My provider recommends monitoring my IPMN. What does that mean?
It means the tests you’ve had show that the IPMN is benign and not likely to become cancer. Healthcare providers use imaging tests to continue monitoring these benign tumors in your pancreatic ducts.
How can I reduce my risk of developing an intraductal papillary mucinous neoplasm?
Researchers believe this tumor develops when certain genes change, or mutate. So, there’s nothing you can specifically do to prevent an IPMN from developing. However, it may be helpful to follow these steps to determine your risk of IPMN and potential ways to reduce it:
- Learn about your family’s medical history. Studies show that people with family members who had pancreatic ductal adenocarcinoma have an increased risk of developing IPMNs.
- Pancreatic cancer is linked to smoking. If you smoke, dip, use shush or any other form of tobacco, try to quit.
- Drink alcohol in moderation or stop drinking alcohol entirely.
- Try to reach and maintain a healthy weight.

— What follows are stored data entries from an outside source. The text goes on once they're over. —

use reqwest::header::REFERER;
use reqwest::{Client, Response, StatusCode};
use serde::{Deserialize, Serialize};
use thiserror::Error;

/// Everything that can go wrong while asking a question. The widget treats
/// all of them the same way; the detail only goes to the log.
#[derive(Debug, Error)]
pub enum AskError {
    #[error("request failed: {0}")]
    Transport(#[from] reqwest::Error),

    #[error("server returned {status}: {message}")]
    Status { status: StatusCode, message: String },

    #[error("malformed response body: {0}")]
    Body(String),
}

#[derive(Deserialize)]
struct AskResponse {
    response: String,
}

/// Body of the scoring endpoint: one query and the three answers to grade
#[derive(Serialize)]
struct ScoreRequest<'a> {
    query: &'a str,
    response_1: &'a str,
    response_2: &'a str,
    response_3: &'a str,
}

#[derive(Deserialize)]
struct ScoreResponse {
    deepseek_scoring: String,
}

#[derive(Deserialize)]
struct ErrorResponse {
    error: String,
}

/// Client for the question endpoint and the landing page it lives behind.
///
/// Cookies are kept between calls so the `csrftoken` cookie handed out with
/// the landing page goes back with every question.
#[derive(Clone)]
pub struct AskClient {
    client: Client,
    base_url: String,
    csrf_token: Option<String>,
}

impl AskClient {
    pub fn new(base_url: &str) -> Result<Self, AskError> {
        let client = Client::builder().cookie_store(true).build()?;

        Ok(Self {
            client,
            base_url: base_url.trim_end_matches('/').to_string(),
            csrf_token: None,
        })
    }

    pub fn with_csrf_token(mut self, token: Option<String>) -> Self {
        self.csrf_token = token;
        self
    }

    pub fn base_url(&self) -> &str {
        &self.base_url
    }

    pub fn csrf_token(&self) -> Option<&str> {
        self.csrf_token.as_deref()
    }

    /// Fetch the landing page markup
    pub async fn fetch_page(&self) -> Result<String, AskError> {
        let url = format!("{}/", self.base_url);

        let response = self.client.get(&url).send().await?;
        success_body(response).await
    }

    /// POST one question to `/ask/` and return the answer text
    pub async fn ask(&self, question: &str) -> Result<String, AskError> {
        let url = format!("{}/ask/", self.base_url);

        // form() sets Content-Type: application/x-www-form-urlencoded
        let mut request = self
            .client
            .post(&url)
            .header(REFERER, format!("{}/", self.base_url))
            .form(&[("question", question)]);

        if let Some(token) = &self.csrf_token {
            request = request.header("X-CSRFToken", token.as_str());
        }

        let body = success_body(request.send().await?).await?;

        let answer: AskResponse =
            serde_json::from_str(&body).map_err(|e| AskError::Body(e.to_string()))?;
        Ok(answer.response)
    }

    /// Have the server grade three candidate answers to `query`. The endpoint
    /// takes JSON and is exempt from the CSRF check, so no token is sent.
    pub async fn score(&self, query: &str, responses: [&str; 3]) -> Result<String, AskError> {
        let url = format!("{}/deepseek-score/", self.base_url);
        let [response_1, response_2, response_3] = responses;

        let request = ScoreRequest {
            query,
            response_1,
            response_2,
            response_3,
        };

        let response = self.client.post(&url).json(&request).send().await?;
        let body = success_body(response).await?;

        let scored: ScoreResponse =
            serde_json::from_str(&body).map_err(|e| AskError::Body(e.to_string()))?;
        Ok(scored.deepseek_scoring)
    }
}

async fn success_body(response: Response) -> Result<String, AskError> {
    let status = response.status();
    let body = response.text().await?;

    if !status.is_success() {
        return Err(AskError::Status {
            status,
            message: error_message(&body),
        });
    }

    Ok(body)
}

/// Pull the server's `{"error": ...}` text out of a failed response, falling
/// back to the start of the raw body.
fn error_message(body: &str) -> String {
    match serde_json::from_str::<ErrorResponse>(body) {
        Ok(parsed) => parsed.error,
        Err(_) => body.chars().take(200).collect(),
    }
}
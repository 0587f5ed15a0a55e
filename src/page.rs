//! Bindings read from the server's landing page.
//!
//! The chat widget needs a handful of hooks from the page markup: the form,
//! message list and question field must exist, and the CSRF token, quick
//! prompts and input length limit are picked up when present.

use scraper::{Html, Selector};
use std::sync::LazyLock;
use thiserror::Error;

/// Ids the widget cannot run without
pub const REQUIRED_IDS: [&str; 3] = ["chat-form", "chat-messages", "question"];

#[derive(Debug, Error, PartialEq, Eq)]
pub enum BindError {
    #[error("required element #{0} not found on the page")]
    MissingElement(&'static str),
}

/// A clickable quick prompt. Cards without a `data-question` are kept so the
/// list matches the page, but clicking them does nothing.
#[derive(Debug, Clone, PartialEq, Eq)]
pub struct PromptCard {
    pub question: Option<String>,
}

#[derive(Debug, Clone, PartialEq, Eq, Default)]
pub struct PageBindings {
    /// `maxlength` of the question field, if the page sets one
    pub max_length: Option<usize>,
    pub csrf_token: Option<String>,
    pub prompt_cards: Vec<PromptCard>,
    pub has_refresh_prompts: bool,
}

static FORM: LazyLock<Selector> = LazyLock::new(|| selector("#chat-form"));
static MESSAGES: LazyLock<Selector> = LazyLock::new(|| selector("#chat-messages"));
static QUESTION: LazyLock<Selector> = LazyLock::new(|| selector("#question"));
static CSRF: LazyLock<Selector> = LazyLock::new(|| selector("[name=csrfmiddlewaretoken]"));
static PROMPT_CARD: LazyLock<Selector> = LazyLock::new(|| selector(".prompt-card"));
static REFRESH: LazyLock<Selector> = LazyLock::new(|| selector("#refresh-prompts"));

fn selector(css: &'static str) -> Selector {
    Selector::parse(css).expect("selector is valid")
}

impl PageBindings {
    pub fn from_html(html: &str) -> Result<Self, BindError> {
        let document = Html::parse_document(html);

        let hooks: [&Selector; 3] = [&*FORM, &*MESSAGES, &*QUESTION];
        for (id, sel) in REQUIRED_IDS.into_iter().zip(hooks) {
            if document.select(sel).next().is_none() {
                return Err(BindError::MissingElement(id));
            }
        }

        let max_length = document
            .select(&QUESTION)
            .next()
            .and_then(|el| el.value().attr("maxlength"))
            .and_then(|v| v.trim().parse::<usize>().ok())
            .filter(|&n| n > 0);

        let csrf_token = document
            .select(&CSRF)
            .next()
            .and_then(|el| el.value().attr("value"))
            .filter(|v| !v.is_empty())
            .map(str::to_string);

        let prompt_cards = document
            .select(&PROMPT_CARD)
            .map(|el| PromptCard {
                question: el.value().attr("data-question").map(str::to_string),
            })
            .collect();

        Ok(Self {
            max_length,
            csrf_token,
            prompt_cards,
            has_refresh_prompts: document.select(&REFRESH).next().is_some(),
        })
    }
}

#[cfg(test)]
mod tests {
    use super::*;

    const PAGE: &str = r#"
<div id="chat-container" class="container">
  <div id="landing-view">
    <button id="refresh-prompts" type="button">Refresh</button>
    <div class="card prompt-card h-100" data-question="What is a lease?">Leases</div>
    <div class='prompt-card' data-question='Can my landlord evict me &amp; keep my deposit?'>Eviction</div>
    <div class="prompt-card">No question</div>
  </div>
  <div id="conversation-view" class="d-none">
    <div id="chat-messages"></div>
  </div>
  <form id="chat-form" method="post">
    <input type="hidden" name="csrfmiddlewaretoken" value="abc123XYZ">
    <textarea id="question" name="question" maxlength="500" placeholder="Ask > anything"></textarea>
    <span class="char-counter">0/500</span>
  </form>
</div>
"#;

    #[test]
    fn test_binds_full_page() {
        let bindings = PageBindings::from_html(PAGE).unwrap();

        assert_eq!(bindings.max_length, Some(500));
        assert_eq!(bindings.csrf_token.as_deref(), Some("abc123XYZ"));
        assert!(bindings.has_refresh_prompts);
        assert_eq!(
            bindings.prompt_cards,
            vec![
                PromptCard { question: Some("What is a lease?".to_string()) },
                PromptCard {
                    question: Some("Can my landlord evict me & keep my deposit?".to_string())
                },
                PromptCard { question: None },
            ]
        );
    }

    #[test]
    fn test_missing_required_element_is_fatal() {
        let page = PAGE.replace("id=\"chat-messages\"", "id=\"messages\"");
        assert_eq!(
            PageBindings::from_html(&page),
            Err(BindError::MissingElement("chat-messages"))
        );

        assert_eq!(
            PageBindings::from_html("<html><body></body></html>"),
            Err(BindError::MissingElement("chat-form"))
        );
    }

    #[test]
    fn test_optional_hooks_may_be_absent() {
        let page = r#"<form id="chat-form"><div id="chat-messages"></div><input id=question></form>"#;
        let bindings = PageBindings::from_html(page).unwrap();

        assert_eq!(bindings.max_length, None);
        assert_eq!(bindings.csrf_token, None);
        assert!(bindings.prompt_cards.is_empty());
        assert!(!bindings.has_refresh_prompts);
    }

    #[test]
    fn test_class_match_is_whole_word() {
        let page = r#"<form id="chat-form"></form><div id="chat-messages"></div>
            <input id="question"><div class="prompt-cards" data-question="nope"></div>"#;
        let bindings = PageBindings::from_html(page).unwrap();
        assert!(bindings.prompt_cards.is_empty());
    }

    #[test]
    fn test_commented_out_hook_does_not_count() {
        let page = r#"<!-- <div id="chat-messages"></div> -->
            <form id="chat-form"></form><textarea id="question"></textarea>"#;
        assert_eq!(
            PageBindings::from_html(page),
            Err(BindError::MissingElement("chat-messages"))
        );
    }

    #[test]
    fn test_hook_inside_script_does_not_count() {
        let page = r#"<form id="chat-form"><textarea id="question"></textarea></form>
            <script>const tpl = '<div id="chat-messages"></div>';</script>"#;
        assert_eq!(
            PageBindings::from_html(page),
            Err(BindError::MissingElement("chat-messages"))
        );
    }

    #[test]
    fn test_prompt_text_entities_are_decoded() {
        let page = r#"<form id="chat-form"></form><div id="chat-messages"></div><input id="question">
            <div class="prompt-card" data-question="Caf&eacute; licence &#8212; &quot;late&quot; hours?"></div>"#;
        let bindings = PageBindings::from_html(page).unwrap();
        assert_eq!(
            bindings.prompt_cards[0].question.as_deref(),
            Some("Caf\u{e9} licence \u{2014} \"late\" hours?")
        );
    }
}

- Try to avoid getting Type 2 diabetes through proper diet and exercise. If you have diabetes, work with your healthcare provider to best manage your blood sugar levels.
Outlook / Prognosis
How long can you live with an IPMN?
Similar to nearly all types of cancer, early diagnosis and treatment make the biggest difference in prognosis. Overall, about 95% of people diagnosed and treated for IPMNs before it becomes pancreatic cancer are alive five years after diagnosis. If you have questions about what to expect, your healthcare provider is your best resource for information about your specific situation.
I have an IPMN that’s benign? How do I take care of myself?
Most of these tumors don’t become cancer, but it can be stressful knowing they might. If you’re feeling anxious, ask your healthcare provider to help address your concerns. They’ll explain why you probably won’t develop pancreatic cancer. They may also have suggestions about things you can do to reduce your overall risk of developing pancreatic cancer.
A note from Cleveland Clinic
Intraductal papillary mucinous neoplasm (IPMN) is a long and likely confusing name for a tumor in your pancreatic ducts that carries a risk of turning into pancreatic cancer. This tumor usually doesn’t cause symptoms and is often found incidentally during tests done for other reasons.
It may come as a shock when your healthcare provider says that you have an IPMN. Keep in mind, though, that having this condition doesn’t specifically mean you’ll develop cancer. Many times, further tests will show that the tumors are benign. If your tumor is benign, your healthcare provider will keep a vigilant watch for signs of it becoming higher risk and/or changing into a cancer. Also, it’s important to remember that if your tumor is found to be high risk, about 95% of people diagnosed and treated for IPMNs before it becomes a form of cancer are still alive five years after their diagnosis.
Regardless of your situation, there are things you can do to reduce the chances that you’ll develop pancreatic cancer. Discuss it further with your healthcare provider, who’ll be happy to help guide you.